Precisamente, ella está trabajando actualmente en el estudio y desarrollo de nuevas herramientas que permitan estudiar la cronodisrupción o alteración del orden temporal interno de los distintos ritmos biológicos, gracias a la financiación de la Fundación Séneca -Agencia de Ciencia y Tecnología de la Región de Murcia- en el marco de su programa Saavedra Fajardo.

En colaboración con la Universidad de Surrey (Reino Unido), con la Universidad Politécnica de Cartagena, con el Instituto de Salud Carlos III y con otros grupos de investigación de distintas universidades, tiene por objetivo llegar a establecer un método de evaluación objetivo y unas recomendaciones eficaces, tanto a nivel individual como poblacional, que mejoren la calidad de vida de los ciudadanos, así como divulgar de manera eficaz lo que se derive de esta investigación.

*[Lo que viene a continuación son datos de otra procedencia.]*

//! Sensor reading aggregate (read-only)

pub mod model;
pub mod repository;

pub use model::{Reading, ReadingFilter};
pub use repository::ReadingRepository;
//! Server runtime.
//!
//! [`ServerHandle`] owns the whole lifecycle: metrics recorder, database
//! connection and migrations, readings table, REST API and graceful
//! shutdown. The CLI binary is a thin wrapper around it.

use std::net::SocketAddr;
use std::sync::{Arc, OnceLock};

use metrics_exporter_prometheus::{PrometheusBuilder, PrometheusHandle};
use sea_orm::DatabaseConnection;
use sea_orm_migration::MigratorTrait;
use tracing::{error, info, warn};

use crate::config::AppConfig;
use crate::domain::RepositoryProvider;
use crate::infrastructure::database::migrator::Migrator;
use crate::infrastructure::database::redact_url;
use crate::interfaces::http::{create_api_router, AppState, ROUTES};
use crate::shared::shutdown::{ShutdownCoordinator, ShutdownSignal};
use crate::{init_database, DatabaseConfig, InMemoryRepositoryProvider, SeaOrmRepositoryProvider};

// ── Options ────────────────────────────────────────────────────────

pub struct ServerOptions {
    pub config: AppConfig,
    /// Run database migrations on startup (default: true).
    pub auto_migrate: bool,
    /// Serve from the in-memory store instead of the database.
    pub use_memory: bool,
}

impl Default for ServerOptions {
    fn default() -> Self {
        Self {
            config: AppConfig::default(),
            auto_migrate: true,
            use_memory: false,
        }
    }
}

// ── ServerHandle ───────────────────────────────────────────────────

/// Handle to a running server.
///
/// ```rust,no_run
/// use agrowatch::server::{ServerHandle, ServerOptions};
///
/// #[tokio::main]
/// async fn main() -> Result<(), Box<dyn std::error::Error>> {
///     let handle = ServerHandle::start(ServerOptions::default()).await?;
///     handle.install_signal_handler();
///     handle.shutdown_signal().wait().await;
///     handle.wait().await;
///     Ok(())
/// }
/// ```
pub struct ServerHandle {
    pub repos: Arc<dyn RepositoryProvider>,
    pub config: AppConfig,
    /// Address the API is bound to (resolved, so port 0 becomes the real port).
    pub local_addr: SocketAddr,

    db: Option<DatabaseConnection>,
    shutdown: ShutdownCoordinator,
    api_task: tokio::task::JoinHandle<()>,
}

impl ServerHandle {
    pub async fn start(opts: ServerOptions) -> Result<Self, Box<dyn std::error::Error>> {
        let app_cfg = opts.config;

        info!("Starting AgroWatch backend...");

        let prometheus = prometheus_handle();

        // ── Store ──────────────────────────────────────────────
        let (repos, db): (Arc<dyn RepositoryProvider>, Option<DatabaseConnection>) =
            if opts.use_memory {
                warn!("Using in-memory store; data is lost on exit");
                (Arc::new(InMemoryRepositoryProvider::new()), None)
            } else {
                let db_config = DatabaseConfig {
                    url: app_cfg.database.url.clone(),
                };
                let db = init_database(&db_config).await?;

                if opts.auto_migrate {
                    info!("Running database migrations...");
                    Migrator::up(&db, None).await?;
                    info!("Migrations completed");
                }

                let provider =
                    SeaOrmRepositoryProvider::new(db.clone(), &app_cfg.database.readings_table);
                provider.reading_store().ensure_table().await?;
                (Arc::new(provider), Some(db))
            };

        log_store_summary(repos.as_ref(), &app_cfg).await;

        // ── REST API ───────────────────────────────────────────
        let state = AppState::new(repos.clone(), &app_cfg);
        let router = create_api_router(state, &app_cfg, prometheus);

        let addr = app_cfg.server.address();
        let listener = tokio::net::TcpListener::bind(&addr).await?;
        let local_addr = listener.local_addr()?;
        info!("REST API listening on http://{}", local_addr);
        info!("Swagger UI available at http://{}/docs/", local_addr);
        for (method, path) in ROUTES {
            info!("  {:<6} {}", method, path);
        }

        let shutdown = ShutdownCoordinator::new(app_cfg.server.shutdown_timeout);
        let api_shutdown = shutdown.signal();
        let api_server = axum::serve(listener, router).with_graceful_shutdown(async move {
            api_shutdown.wait().await;
            info!("REST API received shutdown signal");
        });

        let api_task = tokio::spawn(async move {
            if let Err(e) = api_server.await {
                error!("REST API server error: {}", e);
            }
        });

        Ok(Self {
            repos,
            config: app_cfg,
            local_addr,
            db,
            shutdown,
            api_task,
        })
    }

    pub fn shutdown_signal(&self) -> ShutdownSignal {
        self.shutdown.signal()
    }

    /// Install SIGINT/SIGTERM listeners that trigger shutdown.
    pub fn install_signal_handler(&self) {
        self.shutdown.start_signal_listener();
    }

    pub fn trigger_shutdown(&self) {
        self.shutdown.signal().trigger();
    }

    /// Wait for the API task to drain (bounded by `server.shutdown_timeout`),
    /// then close the database.
    pub async fn wait(self) {
        info!("Waiting for in-flight requests to complete...");

        match tokio::time::timeout(self.shutdown.timeout(), self.api_task).await {
            Ok(Ok(())) => info!("REST API server stopped"),
            Ok(Err(e)) => error!("REST API server task panicked: {}", e),
            Err(_) => warn!(
                "REST API did not stop within {}s; abandoning remaining requests",
                self.shutdown.timeout().as_secs()
            ),
        }

        if let Some(db) = self.db {
            match db.close().await {
                Ok(()) => info!("Database connection closed"),
                Err(e) => warn!("Error closing database connection: {}", e),
            }
        }

        info!("AgroWatch backend shutdown complete");
    }

    pub async fn shutdown(self) {
        self.trigger_shutdown();
        self.wait().await;
    }

    pub fn is_running(&self) -> bool {
        !self.api_task.is_finished()
    }
}

// ── Helpers ────────────────────────────────────────────────────────

/// The global recorder can be installed once per process; later starts
/// reuse it. `None` when installation failed (metrics route disabled).
fn prometheus_handle() -> Option<PrometheusHandle> {
    static HANDLE: OnceLock<Option<PrometheusHandle>> = OnceLock::new();

    HANDLE
        .get_or_init(|| match PrometheusBuilder::new().install_recorder() {
            Ok(handle) => {
                info!("Prometheus metrics recorder installed");
                Some(handle)
            }
            Err(e) => {
                warn!("Prometheus recorder unavailable, /metrics disabled: {}", e);
                None
            }
        })
        .clone()
}

async fn log_store_summary(repos: &dyn RepositoryProvider, cfg: &AppConfig) {
    info!("Database: {}", redact_url(&cfg.database.url));

    match repos.readings().count_readings().await {
        Ok(count) => info!(
            "Readings table '{}': {} record(s)",
            cfg.database.readings_table, count
        ),
        Err(e) => warn!("Could not count readings: {}", e),
    }
    match repos.users().count_users().await {
        Ok(count) => info!("Users table: {} account(s)", count),
        Err(e) => warn!("Could not count users: {}", e),
    }
}

/// Initialize tracing from the application config. `RUST_LOG` wins when set.
///
/// Call once at process startup, before [`ServerHandle::start`].
pub fn init_tracing(config: &AppConfig) {
    use tracing_subscriber::layer::SubscriberExt;
    use tracing_subscriber::util::SubscriberInitExt;

    let env_filter = tracing_subscriber::EnvFilter::try_from_default_env()
        .unwrap_or_else(|_| tracing_subscriber::EnvFilter::new(&config.logging.level));

    let registry = tracing_subscriber::registry().with(env_filter);
    let result = match config.logging.format.to_lowercase().as_str() {
        "json" => registry
            .with(tracing_subscriber::fmt::layer().json())
            .try_init(),
        _ => registry.with(tracing_subscriber::fmt::layer()).try_init(),
    };

    if let Err(e) = result {
        eprintln!("tracing already initialised: {}", e);
    }
}
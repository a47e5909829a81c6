//! Telemetry module — read path for sensor readings

pub mod params;
pub mod service;

pub use params::{parse_timestamp, TelemetryParams};
pub use service::{AppliedFilters, TelemetryPage, TelemetryService, TelemetryStats};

Como hipótesis de partida, este grupo de científicos tenía la idea «de que la evaluación de la cronodisrupción ha de realizarse desde un enfoque multivariante que contemple distintas variables como la regularidad, la calidad del sueño, y otros parámetros de evaluación del sistema circadiano de forma global. Por otro lado, creemos que el seguimiento de distintas pautas de hábitos saludables puede contribuir a la mejora del estatus del sistema circadiano de la población», como detalla Bonmatí.

Hábitos saludables

Actualmente están avanzando en la elaboración de estos índices de cronodisrupción y de la escala de hábitos saludables, así como también, en colaboración con la Universidad Politécnica de Cartagena, en la aplicación de distintos filtros para paliar los efectos de la luz nocturna para trabajadores a turnos. Por otro lado, en colaboración con la Universidad de Surrey, están llevando a cabo estudios de Cronobiología básica que permitirán avanzar en el conocimiento del funcionamiento del sistema circadiano bajo distintas condiciones.